Remember Me Like This
In Bret Anthony Johnston's novel Remember Me Like This, Justin Campbell has been missing for four years, his family have buckled under the strain and are
fractured, but are by turns attempting to carry on with their lives. His Mom volunteers in deliberate anonymity at a sea-life centre, his
brother hangs out at a skate park and is on his way to getting his first
girlfriend, his father is having an affair. As his father departs from his regular rendezvous with his mistress, his phone rings, the police believe they have found Justin.
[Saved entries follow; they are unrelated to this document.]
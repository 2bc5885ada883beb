//! ISO 9660 filesystem implementation for directory listing and block reads

use std::collections::HashMap;

use chrono::{DateTime, FixedOffset, NaiveDate, TimeZone, Utc};

use super::entry::{join_path, EntryType, FileEntry};
use super::filesystem::{Filesystem, FilesystemError};
use super::reader::{SectorReader, SECTOR_SIZE};
use crate::disc::formats::FilesystemType;
use crate::disc::iso9660::{decode_ucs2, VolumeDescriptorSet};

/// Directory flag bit
const FLAG_HIDDEN: u8 = 0x01;
const FLAG_DIRECTORY: u8 = 0x02;
const FLAG_MULTI_EXTENT: u8 = 0x80;

/// ISO 9660 filesystem implementation
pub struct Iso9660Filesystem {
    reader: Box<dyn SectorReader>,
    descriptors: VolumeDescriptorSet,
    name_source: FilesystemType,
    /// Location and size of the root extent of the tree being browsed
    root: (u32, u32),
    /// Directory extents discovered so far, keyed by lower-cased path
    ///
    /// The first of several case-insensitive twins wins, matching the
    /// loader which keeps the first same-named sibling.
    extents: HashMap<String, (u32, u32)>,
}

/// ISO 9660 Directory Record
#[derive(Debug, Clone)]
struct DirectoryRecord {
    /// Location of extent (LBA)
    extent_location: u32,
    /// Data length (file size)
    data_length: u32,
    /// Recording date and time
    recorded_at: Option<DateTime<Utc>>,
    /// File flags
    file_flags: u8,
    /// Raw file identifier
    file_identifier: Vec<u8>,
    /// System use area (Rock Ridge lives here)
    system_use: Vec<u8>,
}

impl DirectoryRecord {
    fn is_directory(&self) -> bool {
        (self.file_flags & FLAG_DIRECTORY) != 0
    }

    fn is_hidden(&self) -> bool {
        (self.file_flags & FLAG_HIDDEN) != 0
    }

    fn is_multi_extent(&self) -> bool {
        (self.file_flags & FLAG_MULTI_EXTENT) != 0
    }

    /// Check if this is the "." entry
    fn is_self(&self) -> bool {
        self.file_identifier.is_empty() || self.file_identifier == [0]
    }

    /// Check if this is the ".." entry
    fn is_parent(&self) -> bool {
        self.file_identifier == [1]
    }

    /// Get the display name for the given name source
    fn clean_name(&self, source: FilesystemType) -> String {
        if source == FilesystemType::RockRidge {
            if let Some(name) = rock_ridge_name(&self.system_use) {
                return name;
            }
        }

        let raw = match source {
            FilesystemType::Joliet => decode_ucs2(&self.file_identifier),
            _ => String::from_utf8_lossy(&self.file_identifier).to_string(),
        };

        // Remove version suffix (;1)
        let name = match raw.rfind(';') {
            Some(idx) => &raw[..idx],
            None => raw.as_str(),
        };

        // Files without an extension are recorded as "NAME."
        name.trim_end_matches('.').to_string()
    }
}

impl Iso9660Filesystem {
    /// Create a new ISO 9660 filesystem from a sector reader
    pub fn new(mut reader: Box<dyn SectorReader>) -> Result<Self, FilesystemError> {
        let descriptors =
            VolumeDescriptorSet::read(reader.as_mut()).map_err(FilesystemError::Parse)?;

        let primary_root = (
            descriptors.primary.root_location,
            descriptors.primary.root_size,
        );

        let name_source = if has_rock_ridge(reader.as_mut(), primary_root.0)? {
            FilesystemType::RockRidge
        } else if descriptors.joliet.is_some() {
            FilesystemType::Joliet
        } else {
            FilesystemType::Iso9660
        };

        let root = match (&descriptors.joliet, name_source) {
            (Some(joliet), FilesystemType::Joliet) => (joliet.root_location, joliet.root_size),
            _ => primary_root,
        };

        log::debug!(
            "Opened ISO 9660 volume '{}' using {} names",
            descriptors.primary.volume_id,
            name_source.display_name()
        );

        Ok(Self {
            reader,
            descriptors,
            name_source,
            root,
            extents: HashMap::new(),
        })
    }

    /// Find the extent of a directory path, listing parents as needed
    fn directory_extent(&mut self, path: &str) -> Result<(u32, u32), FilesystemError> {
        if path == "/" {
            return Ok(self.root);
        }

        let key = path.to_lowercase();
        if let Some(extent) = self.extents.get(&key) {
            return Ok(*extent);
        }

        let (parent, name) = match path.rfind('/') {
            Some(0) => ("/", &path[1..]),
            Some(idx) => (&path[..idx], &path[idx + 1..]),
            None => return Err(FilesystemError::NotFound(path.to_string())),
        };

        let siblings = self.list_directory(parent)?;
        let entry = siblings
            .iter()
            .find(|e| e.name.eq_ignore_ascii_case(name))
            .ok_or_else(|| FilesystemError::NotFound(path.to_string()))?;

        if !entry.is_directory() {
            return Err(FilesystemError::NotADirectory(path.to_string()));
        }

        Ok((entry.location as u32, entry.size as u32))
    }

    /// Parse directory records from raw directory data
    fn parse_directory(&mut self, data: &[u8], parent_path: &str) -> Vec<FileEntry> {
        let mut entries: Vec<FileEntry> = Vec::new();
        let mut continues_previous = false;
        let mut offset = 0;

        while offset < data.len() {
            let record_length = data[offset] as usize;

            // Length 0 means end of sector, skip to next sector boundary
            if record_length == 0 {
                let next_sector = ((offset / SECTOR_SIZE as usize) + 1) * SECTOR_SIZE as usize;
                if next_sector >= data.len() {
                    break;
                }
                offset = next_sector;
                continue;
            }

            if offset + record_length > data.len() {
                break;
            }

            if let Some(record) = parse_directory_record(&data[offset..offset + record_length]) {
                if !record.is_self() && !record.is_parent() {
                    if continues_previous {
                        // Further extents of a multi-extent file follow the first one
                        if let Some(last) = entries.last_mut() {
                            last.size += record.data_length as u64;
                        }
                    } else {
                        entries.push(self.entry_from_record(&record, parent_path));
                    }
                    continues_previous = !record.is_directory() && record.is_multi_extent();
                }
            }

            offset += record_length;
        }

        entries
    }

    fn entry_from_record(&mut self, record: &DirectoryRecord, parent_path: &str) -> FileEntry {
        let name = record.clean_name(self.name_source);
        let path = join_path(parent_path, &name);

        let entry_type = if record.is_directory() {
            self.extents
                .entry(path.to_lowercase())
                .or_insert((record.extent_location, record.data_length));
            EntryType::Directory
        } else {
            EntryType::File
        };

        FileEntry {
            name,
            path,
            entry_type,
            size: record.data_length as u64,
            location: record.extent_location as u64,
            modified: record.recorded_at,
            hidden: record.is_hidden(),
        }
    }

    /// Read directory data from the disc
    fn read_directory_data(&mut self, location: u32, size: u32) -> Result<Vec<u8>, FilesystemError> {
        let sector_count = (size as u64).div_ceil(SECTOR_SIZE);
        let data = self.reader.read_sectors(location as u64, sector_count)?;
        Ok(data[..size as usize].to_vec())
    }
}

impl Filesystem for Iso9660Filesystem {
    fn volume_id(&self) -> &str {
        match (&self.descriptors.joliet, self.name_source) {
            (Some(joliet), FilesystemType::Joliet) if !joliet.volume_id.is_empty() => {
                &joliet.volume_id
            }
            _ => &self.descriptors.primary.volume_id,
        }
    }

    fn system_id(&self) -> &str {
        match (&self.descriptors.joliet, self.name_source) {
            (Some(joliet), FilesystemType::Joliet) if !joliet.system_id.is_empty() => {
                &joliet.system_id
            }
            _ => &self.descriptors.primary.system_id,
        }
    }

    fn name_source(&self) -> FilesystemType {
        self.name_source
    }

    fn list_directory(&mut self, path: &str) -> Result<Vec<FileEntry>, FilesystemError> {
        let trimmed = path.trim_end_matches('/');
        let path = if trimmed.is_empty() { "/" } else { trimmed };

        let (location, size) = self.directory_extent(path)?;
        let data = self.read_directory_data(location, size)?;

        Ok(self.parse_directory(&data, path))
    }

    fn read_blocks(&mut self, lba: u64, count: u64) -> Result<Vec<u8>, FilesystemError> {
        Ok(self.reader.read_sectors(lba, count)?)
    }
}

/// Parse a single directory record
fn parse_directory_record(data: &[u8]) -> Option<DirectoryRecord> {
    if data.len() < 34 {
        return None;
    }

    // Location of extent (LBA) - little-endian at bytes 2-5
    let extent_location = u32::from_le_bytes([data[2], data[3], data[4], data[5]]);

    // Data length - little-endian at bytes 10-13
    let data_length = u32::from_le_bytes([data[10], data[11], data[12], data[13]]);

    let recorded_at = parse_record_date(&data[18..25]);

    let file_flags = data[25];

    let identifier_length = data[32] as usize;
    if data.len() < 33 + identifier_length {
        return None;
    }

    let file_identifier = data[33..33 + identifier_length].to_vec();

    // A padding byte follows identifiers of even length
    let system_use_start = 33 + identifier_length + (1 - identifier_length % 2);
    let system_use = data.get(system_use_start..).unwrap_or_default().to_vec();

    Some(DirectoryRecord {
        extent_location,
        data_length,
        recorded_at,
        file_flags,
        file_identifier,
        system_use,
    })
}

/// Convert the 7-byte directory record date to UTC
fn parse_record_date(bytes: &[u8]) -> Option<DateTime<Utc>> {
    let date = NaiveDate::from_ymd_opt(1900 + bytes[0] as i32, bytes[1] as u32, bytes[2] as u32)?;
    let naive = date.and_hms_opt(bytes[3] as u32, bytes[4] as u32, bytes[5] as u32)?;

    // GMT offset in 15 minute intervals
    let offset = FixedOffset::east_opt(bytes[6] as i8 as i32 * 15 * 60)?;

    offset
        .from_local_datetime(&naive)
        .single()
        .map(|dt| dt.with_timezone(&Utc))
}

/// Collect the Rock Ridge alternate name from a system use area
fn rock_ridge_name(system_use: &[u8]) -> Option<String> {
    let mut name = Vec::new();
    let mut found = false;
    let mut offset = 0;

    while offset + 4 <= system_use.len() {
        let signature = &system_use[offset..offset + 2];
        let length = system_use[offset + 2] as usize;

        if length < 4 || offset + length > system_use.len() || signature == b"ST" {
            break;
        }

        // NM: flags byte, then name bytes. CURRENT/PARENT names carry no text.
        if signature == b"NM" && length >= 5 && system_use[offset + 4] & 0x06 == 0 {
            name.extend_from_slice(&system_use[offset + 5..offset + length]);
            found = true;
        }

        offset += length;
    }

    found.then(|| String::from_utf8_lossy(&name).to_string())
}

/// Rock Ridge images mark the root "." record with a SUSP "SP" entry
fn has_rock_ridge(reader: &mut dyn SectorReader, root_location: u32) -> Result<bool, FilesystemError> {
    let sector = reader.read_sector(root_location as u64)?;
    let length = sector[0] as usize;
    if length == 0 || length > sector.len() {
        return Ok(false);
    }

    Ok(parse_directory_record(&sector[..length])
        .map(|record| record.system_use.starts_with(b"SP") && record.system_use.len() >= 7)
        .unwrap_or(false))
}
Back in the day, I used to watch a fair bit of Oprah, and as a result came across the story of Shawn Hornbeck, a boy who went missing in 2002. UK readers may not be familiar with the case. He had not been as many thought, murdered, but had been abducted and held captive by a paedophile who police only caught 4 years later when he struck again.
Justin Campbell's backstory is pretty much that of Hornbeck. In fact, it does not so much echo the case as replicate it. Like Hornbeck, Campbell was living within an easy distance of his family and had seen missing posters and appeals for his whereabouts, though allowed certain freedoms, he remained in the psychological thrall of his captor and was afraid to leave.
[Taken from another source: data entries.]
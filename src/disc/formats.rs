//! Disc image format definitions

use std::path::Path;

/// Image formats accepted by the loader
#[derive(Debug, Clone, Copy, PartialEq, Eq)]
pub enum ImageFormat {
    /// ISO 9660 disc image (with optional Joliet / Rock Ridge extensions)
    Iso,
    /// CUE sheet describing tracks in one or more companion BIN files
    CueSheet,
}

impl ImageFormat {
    /// Detect the image format from the file extension
    ///
    /// Only `.cue` (in any case) selects the CUE sheet path; every other
    /// extension is treated as a direct disc image.
    pub fn from_path(path: &Path) -> Self {
        let is_cue = path
            .extension()
            .and_then(|e| e.to_str())
            .map(|e| e.eq_ignore_ascii_case("cue"))
            .unwrap_or(false);

        if is_cue {
            Self::CueSheet
        } else {
            Self::Iso
        }
    }

    /// Get the display name for this format
    pub fn display_name(&self) -> &'static str {
        match self {
            Self::Iso => "ISO 9660",
            Self::CueSheet => "BIN/CUE",
        }
    }
}

/// Supported filesystem extensions found on loaded images
#[derive(Debug, Clone, Copy, PartialEq, Eq)]
pub enum FilesystemType {
    /// Plain ISO 9660 names (8.3, upper case)
    Iso9660,
    /// Joliet extensions (UCS-2 names)
    Joliet,
    /// Rock Ridge extensions (POSIX names)
    RockRidge,
}

impl FilesystemType {
    /// Get the display name for this filesystem type
    pub fn display_name(&self) -> &'static str {
        match self {
            Self::Iso9660 => "ISO 9660",
            Self::Joliet => "Joliet",
            Self::RockRidge => "Rock Ridge",
        }
    }
}
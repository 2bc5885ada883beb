//! Arena-backed directory tree
//!
//! Nodes live in a slot vector addressed by [`NodeId`]. Each directory keeps
//! an insertion-ordered child list and each node records its parent, so
//! upward and downward navigation are both index lookups. The root is a
//! directory with no parent and can never be removed.

mod node;

pub use node::{DataOrigin, Node, NodeId, NodeKind};

/// The editable directory tree of one image
#[derive(Debug, Clone)]
pub struct Tree {
    nodes: Vec<Option<Node>>,
    root: NodeId,
}

impl Default for Tree {
    fn default() -> Self {
        Self::new()
    }
}

impl Tree {
    /// Create a tree holding only an empty root directory
    pub fn new() -> Self {
        Self {
            nodes: vec![Some(Node::directory(""))],
            root: NodeId(0),
        }
    }

    pub fn root(&self) -> NodeId {
        self.root
    }

    pub fn get(&self, id: NodeId) -> Option<&Node> {
        self.nodes.get(id.0).and_then(Option::as_ref)
    }

    pub(crate) fn get_mut(&mut self, id: NodeId) -> Option<&mut Node> {
        self.nodes.get_mut(id.0).and_then(Option::as_mut)
    }

    /// Check if `id` refers to a live node
    pub fn contains(&self, id: NodeId) -> bool {
        self.get(id).is_some()
    }

    /// Number of live nodes, root included
    pub fn len(&self) -> usize {
        self.nodes.iter().filter(|slot| slot.is_some()).count()
    }

    /// A tree always holds its root
    pub fn is_empty(&self) -> bool {
        false
    }

    pub fn is_directory(&self, id: NodeId) -> bool {
        self.get(id).is_some_and(Node::is_directory)
    }

    /// Children of a directory, empty for files and stale ids
    pub fn children(&self, id: NodeId) -> &[NodeId] {
        self.get(id).map(Node::children).unwrap_or(&[])
    }

    pub fn parent(&self, id: NodeId) -> Option<NodeId> {
        self.get(id).and_then(Node::parent)
    }

    /// Find a child by name, ignoring case
    pub fn find_child(&self, dir: NodeId, name: &str) -> Option<NodeId> {
        let wanted = name.to_lowercase();
        self.children(dir)
            .iter()
            .copied()
            .find(|child| {
                self.get(*child)
                    .is_some_and(|node| node.name.to_lowercase() == wanted)
            })
    }

    /// Append `node` to the directory `parent`
    ///
    /// Returns `None` when `parent` is not a live directory. Name uniqueness
    /// is the caller's concern.
    pub(crate) fn insert(&mut self, parent: NodeId, node: Node) -> Option<NodeId> {
        let position = self.children(parent).len();
        self.insert_at(parent, position, node)
    }

    /// Insert `node` into `parent` at child position `position`
    pub(crate) fn insert_at(
        &mut self,
        parent: NodeId,
        position: usize,
        mut node: Node,
    ) -> Option<NodeId> {
        if !self.is_directory(parent) {
            return None;
        }

        let id = NodeId(self.nodes.len());
        node.parent = Some(parent);
        self.nodes.push(Some(node));

        if let Some(NodeKind::Directory { children }) = self.get_mut(parent).map(|p| &mut p.kind) {
            let position = position.min(children.len());
            children.insert(position, id);
        }

        Some(id)
    }

    /// Swap `existing` for `node`, keeping its position among its siblings
    pub(crate) fn replace(&mut self, existing: NodeId, node: Node) -> Option<NodeId> {
        let parent = self.parent(existing)?;
        let position = self.children(parent).iter().position(|c| *c == existing)?;
        self.remove(existing);
        self.insert_at(parent, position, node)
    }

    /// Detach `id` from its parent and destroy its subtree
    ///
    /// Returns `false` for the root, stale ids and parentless nodes.
    pub(crate) fn remove(&mut self, id: NodeId) -> bool {
        if id == self.root {
            return false;
        }
        let Some(parent) = self.parent(id) else {
            return false;
        };

        if let Some(NodeKind::Directory { children }) = self.get_mut(parent).map(|p| &mut p.kind) {
            children.retain(|child| *child != id);
        }

        let mut pending = vec![id];
        while let Some(current) = pending.pop() {
            if let Some(node) = self.nodes.get_mut(current.0).and_then(Option::take) {
                pending.extend_from_slice(node.children());
            }
        }

        true
    }

    /// Absolute path of a node inside the image, e.g. `/DOCS/README.TXT`
    pub fn path_of(&self, id: NodeId) -> Option<String> {
        let mut parts = Vec::new();
        let mut current = id;
        loop {
            let node = self.get(current)?;
            match node.parent {
                Some(parent) => {
                    parts.push(node.name.as_str());
                    current = parent;
                }
                None => break,
            }
        }

        if parts.is_empty() {
            return Some("/".to_string());
        }
        parts.reverse();
        Some(format!("/{}", parts.join("/")))
    }

    /// Look up a node by absolute path, ignoring case
    pub fn resolve_path(&self, path: &str) -> Option<NodeId> {
        path.split('/')
            .filter(|part| !part.is_empty())
            .try_fold(self.root, |dir, part| self.find_child(dir, part))
    }

    /// All nodes below `id` in pre-order, `id` itself excluded
    pub fn descendants(&self, id: NodeId) -> Vec<NodeId> {
        let mut result = Vec::new();
        let mut pending: Vec<NodeId> = self.children(id).iter().rev().copied().collect();
        while let Some(current) = pending.pop() {
            result.push(current);
            pending.extend(self.children(current).iter().rev());
        }
        result
    }

    /// Total payload size of all file nodes
    pub fn total_size(&self) -> u64 {
        self.nodes
            .iter()
            .flatten()
            .filter(|node| node.is_file())
            .map(|node| node.size)
            .sum()
    }
}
I've considered before in reviews how I feel when fiction stories borrow heavily from true life events. In this particular instance it feels a bit grotesque - despite the frankly unmistakeable similarity, no acknowledgement is made towards the Hornbeck case in the Authors Note. Given that the boy spent his adolescence being exploited, this feels like further exploitation by somebody he's probably never met for creative gain and profit. I would definitely like to know if Johnson sat down with Hornbeck or his parents at any stage.
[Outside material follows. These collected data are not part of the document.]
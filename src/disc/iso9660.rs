//! ISO 9660 volume descriptor parsing
//!
//! Reads the volume descriptor set starting at sector 16. The Primary Volume
//! Descriptor (PVD) is always required; a Joliet Supplementary Volume
//! Descriptor is picked up when present so its UCS-2 directory tree can be
//! used for long file names.

use super::browse::reader::{SectorReader, SECTOR_SIZE};

/// Sector number where the volume descriptor set starts
pub const PVD_SECTOR: u64 = 16;

/// Volume descriptor type for Primary Volume Descriptor
const PVD_TYPE: u8 = 1;

/// Volume descriptor type for Supplementary Volume Descriptor
const SVD_TYPE: u8 = 2;

/// Volume descriptor set terminator
const TERMINATOR_TYPE: u8 = 255;

/// Upper bound on descriptors scanned before giving up on a terminator
const MAX_DESCRIPTORS: u64 = 32;

/// Standard identifier for ISO 9660 volume descriptors
const ISO9660_IDENTIFIER: &[u8; 5] = b"CD001";

/// Joliet escape sequences (UCS-2 level 1, 2 and 3)
const JOLIET_ESCAPES: [&[u8; 3]; 3] = [b"%/@", b"%/C", b"%/E"];

/// Which descriptor a [`VolumeDescriptor`] was read from
#[derive(Debug, Clone, Copy, PartialEq, Eq)]
pub enum DescriptorKind {
    Primary,
    Joliet,
}

/// A parsed primary or Joliet volume descriptor
#[derive(Debug, Clone)]
pub struct VolumeDescriptor {
    pub kind: DescriptorKind,
    /// System identifier (32 bytes, space-padded)
    pub system_id: String,
    /// Volume identifier (32 bytes, space-padded)
    pub volume_id: String,
    /// Logical block size (2048 on every image we accept)
    pub logical_block_size: u16,
    /// LBA of the root directory extent
    pub root_location: u32,
    /// Size of the root directory extent in bytes
    pub root_size: u32,
}

impl VolumeDescriptor {
    /// Parse a Primary Volume Descriptor from raw sector data
    pub fn parse_primary(sector: &[u8]) -> Result<Self, String> {
        check_header(sector)?;

        if sector[0] != PVD_TYPE {
            return Err(format!(
                "Not a Primary Volume Descriptor (type {} != {})",
                sector[0], PVD_TYPE
            ));
        }

        // Layout according to ECMA-119:
        // Offset 8-39: System Identifier
        // Offset 40-71: Volume Identifier
        // Offset 128-131: Logical Block Size (both-endian)
        // Offset 156-189: Root Directory Record
        Ok(Self::from_fields(DescriptorKind::Primary, sector, extract_string))
    }

    /// Parse a Joliet Supplementary Volume Descriptor
    ///
    /// Returns `Ok(None)` for supplementary descriptors that are not Joliet.
    pub fn parse_joliet(sector: &[u8]) -> Result<Option<Self>, String> {
        check_header(sector)?;

        if sector[0] != SVD_TYPE {
            return Ok(None);
        }

        let escapes = &sector[88..91];
        if !JOLIET_ESCAPES.iter().any(|e| escapes == &e[..]) {
            return Ok(None);
        }

        Ok(Some(Self::from_fields(DescriptorKind::Joliet, sector, decode_ucs2)))
    }

    fn from_fields(kind: DescriptorKind, sector: &[u8], decode: fn(&[u8]) -> String) -> Self {
        let root_record = &sector[156..190];

        Self {
            kind,
            system_id: decode(&sector[8..40]),
            volume_id: decode(&sector[40..72]),
            logical_block_size: u16::from_le_bytes([sector[128], sector[129]]),
            root_location: read_u32_le(&root_record[2..6]),
            root_size: read_u32_le(&root_record[10..14]),
        }
    }
}

/// The descriptors of one image that matter for browsing
#[derive(Debug, Clone)]
pub struct VolumeDescriptorSet {
    pub primary: VolumeDescriptor,
    pub joliet: Option<VolumeDescriptor>,
}

impl VolumeDescriptorSet {
    /// Scan the descriptor set from sector 16 up to the terminator
    pub fn read(reader: &mut dyn SectorReader) -> Result<Self, String> {
        let mut primary = None;
        let mut joliet = None;

        for index in 0..MAX_DESCRIPTORS {
            let sector = reader
                .read_sector(PVD_SECTOR + index)
                .map_err(|e| format!("Failed to read volume descriptor {}: {}", index, e))?;

            match sector[0] {
                TERMINATOR_TYPE => break,
                PVD_TYPE if primary.is_none() => {
                    primary = Some(VolumeDescriptor::parse_primary(&sector)?);
                }
                SVD_TYPE if joliet.is_none() => {
                    joliet = VolumeDescriptor::parse_joliet(&sector)?;
                }
                _ => {
                    // Boot records, enhanced descriptors and partitions are not needed
                    check_header(&sector)?;
                }
            }
        }

        let primary = primary.ok_or_else(|| "No Primary Volume Descriptor found".to_string())?;

        if primary.logical_block_size as u64 != SECTOR_SIZE {
            return Err(format!(
                "Unsupported logical block size: {}",
                primary.logical_block_size
            ));
        }

        log::debug!(
            "Volume descriptors: volume_id='{}', joliet={}",
            primary.volume_id,
            joliet.is_some()
        );

        Ok(Self { primary, joliet })
    }
}

fn check_header(sector: &[u8]) -> Result<(), String> {
    if sector.len() < SECTOR_SIZE as usize {
        return Err(format!(
            "Sector too small: {} bytes (expected {})",
            sector.len(),
            SECTOR_SIZE
        ));
    }

    if &sector[1..6] != ISO9660_IDENTIFIER {
        return Err("Invalid ISO 9660 identifier (expected 'CD001')".to_string());
    }

    if sector[6] != 1 {
        return Err(format!("Unsupported volume descriptor version: {}", sector[6]));
    }

    Ok(())
}

fn read_u32_le(bytes: &[u8]) -> u32 {
    u32::from_le_bytes([bytes[0], bytes[1], bytes[2], bytes[3]])
}

/// Extract a string from a byte slice, trimming trailing spaces and nulls
pub fn extract_string(bytes: &[u8]) -> String {
    let s = String::from_utf8_lossy(bytes);
    s.trim_end_matches(|c: char| c == ' ' || c == '\0')
        .to_string()
}

/// Decode a big-endian UCS-2 field as used by Joliet, trimming padding
pub fn decode_ucs2(bytes: &[u8]) -> String {
    let units = bytes
        .chunks_exact(2)
        .map(|pair| u16::from_be_bytes([pair[0], pair[1]]));

    char::decode_utf16(units)
        .map(|c| c.unwrap_or(char::REPLACEMENT_CHARACTER))
        .collect::<String>()
        .trim_end_matches(|c: char| c == ' ' || c == '\0')
        .to_string()
}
But then, fiction and the real life inspiration diverge as it is doubtless all fiction bar the backstory itself. Johnson at least has the decency not to focus on what happened to Justin during those years, instead focusing on the period of adjustment his family go through upon his return. Justin's own perspective is silent, leaving him an enigma. The authorial point of view switches between parents, brother and grandfather, and this is a really interesting and worthwhile story.
You last see your son when he is 11, and he returns a 15 year old, you live in the shadow of the perpetrator filled with hatred and devastation - your child is not forthcoming about what happened and you really don't want to ask. He is both the son and brother you remember, and yet a stranger with unfathomable behaviour and secrets.
In that respect by focusing on the psychology of the family both how they coped with his disappearance and again with his reappearance, it was a really interesting story to read.
It did have a tendency towards a soap opera effect - and whilst the epilogue is there to keep you guessing the prologue is somehow superfluous, containing a frustrating spoiler element about an aspect of plot that didn't need spoiling. The prose has that "American tone" that I so often dislike, and there were sections that I found quite dry.
Though it has an interesting and unique angle to pose as a novel, can it really be called original? And more than this is it not somehow an insult to give a speculative public narrative to a very real and intense private pain?
Verdict : 7/10
2015 Challenge : Despite the lack of acknowledgement, I'm calling this my book based on a true story.